■ **Exercise**
Repeat exactly each line of the data provided below.

■ **Supplied data**
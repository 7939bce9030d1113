//! Account and portfolio transactions
//!
//! Transactions belong either to an account (cash movements) or to a
//! portfolio (share movements). Both share the [`Transaction`] capability
//! and only differ in their type tag and whether a security is mandatory.

use bigdecimal::BigDecimal;
use chrono::NaiveDateTime;

use crate::ledger::SecurityRef;
use crate::traits::Transaction;
use crate::types::*;

/// Cash transaction booked on an account
#[derive(Debug, Clone)]
pub struct AccountTransaction {
    pub id: TransactionId,
    pub date_time: NaiveDateTime,
    pub transaction_type: AccountTransactionType,
    pub amount: Money,
    /// Shares the payment relates to (dividends), zero otherwise
    pub shares: BigDecimal,
    pub security: Option<SecurityRef>,
    pub units: Vec<TransactionUnit>,
    pub note: Option<String>,
    /// Source document reference
    pub source: Option<String>,
    pub(crate) cross_entry: Option<CrossEntryId>,
}

impl AccountTransaction {
    pub fn new(
        date_time: NaiveDateTime,
        transaction_type: AccountTransactionType,
        amount: Money,
    ) -> Self {
        Self {
            id: TransactionId::new(),
            date_time,
            transaction_type,
            amount,
            shares: BigDecimal::from(0),
            security: None,
            units: Vec::new(),
            note: None,
            source: None,
            cross_entry: None,
        }
    }

    pub fn with_security(mut self, security: SecurityRef) -> Self {
        self.security = Some(security);
        self
    }

    pub fn with_shares(mut self, shares: BigDecimal) -> Self {
        self.shares = shares;
        self
    }

    pub fn with_note(mut self, note: impl Into<String>) -> Self {
        self.note = Some(note.into());
        self
    }

    pub fn with_unit(mut self, unit: TransactionUnit) -> Self {
        self.units.push(unit);
        self
    }

    /// Sum of all units of the given kind
    pub fn total_of(&self, unit_type: UnitType) -> BigDecimal {
        sum_units(&self.units, unit_type)
    }
}

/// Share movement booked on a portfolio
#[derive(Debug, Clone)]
pub struct PortfolioTransaction {
    pub id: TransactionId,
    pub date_time: NaiveDateTime,
    pub transaction_type: PortfolioTransactionType,
    pub amount: Money,
    pub shares: BigDecimal,
    /// Always set for committed portfolio transactions
    pub security: Option<SecurityRef>,
    pub units: Vec<TransactionUnit>,
    pub note: Option<String>,
    pub source: Option<String>,
    pub(crate) cross_entry: Option<CrossEntryId>,
}

impl PortfolioTransaction {
    pub fn new(
        date_time: NaiveDateTime,
        transaction_type: PortfolioTransactionType,
        amount: Money,
        shares: BigDecimal,
        security: SecurityRef,
    ) -> Self {
        Self {
            id: TransactionId::new(),
            date_time,
            transaction_type,
            amount,
            shares,
            security: Some(security),
            units: Vec::new(),
            note: None,
            source: None,
            cross_entry: None,
        }
    }

    pub fn with_note(mut self, note: impl Into<String>) -> Self {
        self.note = Some(note.into());
        self
    }

    pub fn with_unit(mut self, unit: TransactionUnit) -> Self {
        self.units.push(unit);
        self
    }

    pub fn total_of(&self, unit_type: UnitType) -> BigDecimal {
        sum_units(&self.units, unit_type)
    }

    /// Rewrite this buy or sell as a delivery of the same shares.
    ///
    /// Everything but the id, the type and the cross entry link is carried
    /// over unchanged.
    pub fn to_delivery(&self) -> PortfolioTransaction {
        PortfolioTransaction {
            id: TransactionId::new(),
            date_time: self.date_time,
            transaction_type: self.transaction_type.as_delivery(),
            amount: self.amount.clone(),
            shares: self.shares.clone(),
            security: self.security.clone(),
            units: self.units.clone(),
            note: self.note.clone(),
            source: self.source.clone(),
            cross_entry: None,
        }
    }
}

fn sum_units(units: &[TransactionUnit], unit_type: UnitType) -> BigDecimal {
    units
        .iter()
        .filter(|u| u.unit_type == unit_type)
        .map(|u| &u.amount.amount)
        .sum()
}

macro_rules! impl_transaction {
    ($ty:ty) => {
        impl Transaction for $ty {
            fn id(&self) -> TransactionId {
                self.id
            }

            fn date_time(&self) -> NaiveDateTime {
                self.date_time
            }

            fn set_date_time(&mut self, date_time: NaiveDateTime) {
                self.date_time = date_time;
            }

            fn amount(&self) -> &Money {
                &self.amount
            }

            fn note(&self) -> Option<&str> {
                self.note.as_deref()
            }

            fn set_note(&mut self, note: Option<String>) {
                self.note = note;
            }

            fn security(&self) -> Option<&SecurityRef> {
                self.security.as_ref()
            }

            fn shares(&self) -> &BigDecimal {
                &self.shares
            }

            fn set_shares(&mut self, shares: BigDecimal) {
                self.shares = shares;
            }

            fn units(&self) -> &[TransactionUnit] {
                &self.units
            }

            fn clear_units(&mut self) {
                self.units.clear();
            }

            fn add_unit(&mut self, unit: TransactionUnit) {
                self.units.push(unit);
            }

            fn cross_entry(&self) -> Option<CrossEntryId> {
                self.cross_entry
            }
        }
    };
}

impl_transaction!(AccountTransaction);
impl_transaction!(PortfolioTransaction);

#[cfg(test)]
mod tests {
    use super::*;
    use crate::ledger::Security;
    use chrono::NaiveDate;
    use std::sync::Arc;

    fn eur(amount: i64) -> Money {
        Money::new(BigDecimal::from(amount), "EUR")
    }

    #[test]
    fn test_unit_totals() {
        let date_time = NaiveDate::from_ymd_opt(2024, 1, 1)
            .unwrap()
            .and_hms_opt(0, 0, 0)
            .unwrap();
        let security = Arc::new(Security::new("ACME", "EUR"));
        let tx = PortfolioTransaction::new(
            date_time,
            PortfolioTransactionType::Buy,
            eur(1000),
            BigDecimal::from(10),
            security,
        )
        .with_unit(TransactionUnit::fee(eur(5)))
        .with_unit(TransactionUnit::fee(eur(2)))
        .with_unit(TransactionUnit::tax(eur(3)));

        assert_eq!(tx.total_of(UnitType::Fee), BigDecimal::from(7));
        assert_eq!(tx.total_of(UnitType::Tax), BigDecimal::from(3));
        assert_eq!(tx.total_of(UnitType::GrossValue), BigDecimal::from(0));
    }

    #[test]
    fn test_to_delivery_keeps_everything_but_type() {
        let date_time = NaiveDate::from_ymd_opt(2024, 2, 1)
            .unwrap()
            .and_hms_opt(9, 30, 0)
            .unwrap();
        let security = Arc::new(Security::new("ACME", "EUR"));
        let sell = PortfolioTransaction::new(
            date_time,
            PortfolioTransactionType::Sell,
            eur(500),
            BigDecimal::from(4),
            security.clone(),
        )
        .with_note("partial exit")
        .with_unit(TransactionUnit::fee(eur(1)));

        let delivery = sell.to_delivery();

        assert_eq!(
            delivery.transaction_type,
            PortfolioTransactionType::DeliveryOutbound
        );
        assert_ne!(delivery.id, sell.id);
        assert_eq!(delivery.date_time, sell.date_time);
        assert_eq!(delivery.amount, sell.amount);
        assert_eq!(delivery.shares, sell.shares);
        assert_eq!(delivery.units, sell.units);
        assert_eq!(delivery.note.as_deref(), Some("partial exit"));
        assert!(Arc::ptr_eq(delivery.security.as_ref().unwrap(), &security));
    }
}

■ **Result**
repository 7939bce9030d1113
//! Account and portfolio transactions
//!
//! Transactions belong either to an account (cash movements) or to a
//! portfolio (share movements). Both share the [`Transaction`] capability
//! and only differ in their type tag and whether a security is mandatory.

use bigdecimal::BigDecimal;
use chrono::NaiveDateTime;

use crate::ledger::SecurityRef;
use crate::traits::Transaction;
use crate::types::*;

/// Cash transaction booked on an account
#[derive(Debug, Clone)]
pub struct AccountTransaction {
    pub id: TransactionId,
    pub date_time: NaiveDateTime,
    pub transaction_type: AccountTransactionType,
    pub amount: Money,
    /// Shares the payment relates to (dividends), zero otherwise
    pub shares: BigDecimal,
    pub security: Option<SecurityRef>,
    pub units: Vec<TransactionUnit>,
    pub note: Option<String>,
    /// Source document reference
    pub source: Option<String>,
    pub(crate) cross_entry: Option<CrossEntryId>,
}

impl AccountTransaction {
    pub fn new(
        date_time: NaiveDateTime,
        transaction_type: AccountTransactionType,
        amount: Money,
    ) -> Self {
        Self {
            id: TransactionId::new(),
            date_time,
            transaction_type,
            amount,
            shares: BigDecimal::from(0),
            security: None,
            units: Vec::new(),
            note: None,
            source: None,
            cross_entry: None,
        }
    }

    pub fn with_security(mut self, security: SecurityRef) -> Self {
        self.security = Some(security);
        self
    }

    pub fn with_shares(mut self, shares: BigDecimal) -> Self {
        self.shares = shares;
        self
    }

    pub fn with_note(mut self, note: impl Into<String>) -> Self {
        self.note = Some(note.into());
        self
    }

    pub fn with_unit(mut self, unit: TransactionUnit) -> Self {
        self.units.push(unit);
        self
    }

    /// Sum of all units of the given kind
    pub fn total_of(&self, unit_type: UnitType) -> BigDecimal {
        sum_units(&self.units, unit_type)
    }
}

/// Share movement booked on a portfolio
#[derive(Debug, Clone)]
pub struct PortfolioTransaction {
    pub id: TransactionId,
    pub date_time: NaiveDateTime,
    pub transaction_type: PortfolioTransactionType,
    pub amount: Money,
    pub shares: BigDecimal,
    /// Always set for committed portfolio transactions
    pub security: Option<SecurityRef>,
    pub units: Vec<TransactionUnit>,
    pub note: Option<String>,
    pub source: Option<String>,
    pub(crate) cross_entry: Option<CrossEntryId>,
}

impl PortfolioTransaction {
    pub fn new(
        date_time: NaiveDateTime,
        transaction_type: PortfolioTransactionType,
        amount: Money,
        shares: BigDecimal,
        security: SecurityRef,
    ) -> Self {
        Self {
            id: TransactionId::new(),
            date_time,
            transaction_type,
            amount,
            shares,
            security: Some(security),
            units: Vec::new(),
            note: None,
            source: None,
            cross_entry: None,
        }
    }

    pub fn with_note(mut self, note: impl Into<String>) -> Self {
        self.note = Some(note.into());
        self
    }

    pub fn with_unit(mut self, unit: TransactionUnit) -> Self {
        self.units.push(unit);
        self
    }

    pub fn total_of(&self, unit_type: UnitType) -> BigDecimal {
        sum_units(&self.units, unit_type)
    }

    /// Rewrite this buy or sell as a delivery of the same shares.
    ///
    /// Everything but the id, the type and the cross entry link is carried
    /// over unchanged.
    pub fn to_delivery(&self) -> PortfolioTransaction {
        PortfolioTransaction {
            id: TransactionId::new(),
            date_time: self.date_time,
            transaction_type: self.transaction_type.as_delivery(),
            amount: self.amount.clone(),
            shares: self.shares.clone(),
            security: self.security.clone(),
            units: self.units.clone(),
            note: self.note.clone(),
            source: self.source.clone(),
            cross_entry: None,
        }
    }
}

fn sum_units(units: &[TransactionUnit], unit_type: UnitType) -> BigDecimal {
    units
        .iter()
        .filter(|u| u.unit_type == unit_type)
        .map(|u| &u.amount.amount)
        .sum()
}

macro_rules! impl_transaction {
    ($ty:ty) => {
        impl Transaction for $ty {
            fn id(&self) -> TransactionId {
                self.id
            }

            fn date_time(&self) -> NaiveDateTime {
                self.date_time
            }

            fn set_date_time(&mut self, date_time: NaiveDateTime) {
                self.date_time = date_time;
            }

            fn amount(&self) -> &Money {
                &self.amount
            }

            fn note(&self) -> Option<&str> {
                self.note.as_deref()
            }

            fn set_note(&mut self, note: Option<String>) {
                self.note = note;
            }

            fn security(&self) -> Option<&SecurityRef> {
                self.security.as_ref()
            }

            fn shares(&self) -> &BigDecimal {
                &self.shares
            }

            fn set_shares(&mut self, shares: BigDecimal) {
                self.shares = shares;
            }

            fn units(&self) -> &[TransactionUnit] {
                &self.units
            }

            fn clear_units(&mut self) {
                self.units.clear();
            }

            fn add_unit(&mut self, unit: TransactionUnit) {
                self.units.push(unit);
            }

            fn cross_entry(&self) -> Option<CrossEntryId> {
                self.cross_entry
            }
        }
    };
}

impl_transaction!(AccountTransaction);
impl_transaction!(PortfolioTransaction);

#[cfg(test)]
mod tests {
    use super::*;
    use crate::ledger::Security;
    use chrono::NaiveDate;
    use std::sync::Arc;

    fn eur(amount: i64) -> Money {
        Money::new(BigDecimal::from(amount), "EUR")
    }

    #[test]
    fn test_unit_totals() {
        let date_time = NaiveDate::from_ymd_opt(2024, 1, 1)
            .unwrap()
            .and_hms_opt(0, 0, 0)
            .unwrap();
        let security = Arc::new(Security::new("ACME", "EUR"));
        let tx = PortfolioTransaction::new(
            date_time,
            PortfolioTransactionType::Buy,
            eur(1000),
            BigDecimal::from(10),
            security,
        )
        .with_unit(TransactionUnit::fee(eur(5)))
        .with_unit(TransactionUnit::fee(eur(2)))
        .with_unit(TransactionUnit::tax(eur(3)));

        assert_eq!(tx.total_of(UnitType::Fee), BigDecimal::from(7));
        assert_eq!(tx.total_of(UnitType::Tax), BigDecimal::from(3));
        assert_eq!(tx.total_of(UnitType::GrossValue), BigDecimal::from(0));
    }

    #[test]
    fn test_to_delivery_keeps_everything_but_type() {
        let date_time = NaiveDate::from_ymd_opt(2024, 2, 1)
            .unwrap()
            .and_hms_opt(9, 30, 0)
            .unwrap();
        let security = Arc::new(Security::new("ACME", "EUR"));
        let sell = PortfolioTransaction::new(
            date_time,
            PortfolioTransactionType::Sell,
            eur(500),
            BigDecimal::from(4),
            security.clone(),
        )
        .with_note("partial exit")
        .with_unit(TransactionUnit::fee(eur(1)));

        let delivery = sell.to_delivery();

        assert_eq!(
            delivery.transaction_type,
            PortfolioTransactionType::DeliveryOutbound
        );
        assert_ne!(delivery.id, sell.id);
        assert_eq!(delivery.date_time, sell.date_time);
        assert_eq!(delivery.amount, sell.amount);
        assert_eq!(delivery.shares, sell.shares);
        assert_eq!(delivery.units, sell.units);
        assert_eq!(delivery.note.as_deref(), Some("partial exit"));
        assert!(Arc::ptr_eq(delivery.security.as_ref().unwrap(), &security));
    }
}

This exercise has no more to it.